John Uren agreed with Nick about the instrument Joni played. In an interview with JoniMitchell.com, John stated that in September of 1963 "she auditioned for us right there and then, playing a ukulele - not a guitar."

One night in the Fall of 1963 Joni came up to Nick at the Depression after he had performed. Nick remembers that "she asked me what the difference was between my guitar and her uke. I told her there were two more strings - a low E and A. The uke was tuned just the same as a guitar (D-G-B-E, low to high) but without the two bottom strings." That night Nick was playing his "Red Label" Nippon Gakki Yamaha "Dynamic Guitar No. 80", made in Japan. Yamaha began making this model sometime in the 1950s.

Nick continued his story, "She asked me if she could use my guitar for her set that night and that she had never played a guitar in front of anyone ever before. I told her that of course she could and that she would have no problem learning it! She used my Yamaha and she did very well. I was not surprised at all as she was an excellent musician as well as singer."

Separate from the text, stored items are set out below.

//! Bounded FIFO Window Implementation

use std::collections::VecDeque;

use serde::Serialize;

use crate::{clamp_unit, WindowError, DEFAULT_CAPACITY};

/// Bounded FIFO of probabilities in [0, 1], oldest first
///
/// Length never exceeds capacity; pushing at capacity evicts exactly the
/// oldest sample.
#[derive(Debug, Clone, Serialize)]
pub struct SmoothingWindow {
    samples: VecDeque<f32>,
    capacity: usize,
}

impl SmoothingWindow {
    /// Create a new window with given capacity
    pub fn new(capacity: usize) -> Result<Self, WindowError> {
        if capacity == 0 {
            return Err(WindowError::ZeroCapacity);
        }
        Ok(Self {
            samples: VecDeque::with_capacity(capacity + 1),
            capacity,
        })
    }

    /// Create a window with default capacity (5 samples)
    pub fn with_default_capacity() -> Self {
        Self {
            samples: VecDeque::with_capacity(DEFAULT_CAPACITY + 1),
            capacity: DEFAULT_CAPACITY,
        }
    }

    /// Push a sample, returning the evicted oldest sample if the window was full
    pub fn push(&mut self, value: f32) -> Option<f32> {
        self.samples.push_back(clamp_unit(value));
        if self.samples.len() > self.capacity {
            self.samples.pop_front()
        } else {
            None
        }
    }

    /// Arithmetic mean of the current samples, `None` when empty
    pub fn mean(&self) -> Option<f32> {
        if self.samples.is_empty() {
            return None;
        }
        let sum: f64 = self.samples.iter().map(|&v| f64::from(v)).sum();
        Some((sum / self.samples.len() as f64) as f32)
    }

    /// Samples oldest first
    pub fn iter(&self) -> impl Iterator<Item = f32> + '_ {
        self.samples.iter().copied()
    }

    /// Samples oldest first, copied out
    pub fn to_vec(&self) -> Vec<f32> {
        self.iter().collect()
    }

    /// Get the number of samples currently in the window
    pub fn len(&self) -> usize {
        self.samples.len()
    }

    /// Check if window is empty
    pub fn is_empty(&self) -> bool {
        self.samples.is_empty()
    }

    /// Check if window is full
    pub fn is_full(&self) -> bool {
        self.samples.len() == self.capacity
    }

    /// Get the window capacity
    pub fn capacity(&self) -> usize {
        self.capacity
    }

    /// Clear the window
    pub fn clear(&mut self) {
        self.samples.clear();
    }
}

impl Default for SmoothingWindow {
    fn default() -> Self {
        Self::with_default_capacity()
    }
}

So, Joni made her public guitar debut that night at the Depression - never having performed on one before. This is not inconceivable especially for a notorious risk-taker and boundary pusher such as she. Perhaps there were a few clunky notes on those bottom two strings, but more likely she spent some time back stage prior to her set getting familiar with what she could do with them.
 
She played a Harmony bari.
I always thought that she didn't play guitar in a conventional way because she didn't start as "A Guitarist"
 
She played a Harmony bari.
I always thought that she didn't play guitar in a conventional way because she didn't start as "A Guitarist"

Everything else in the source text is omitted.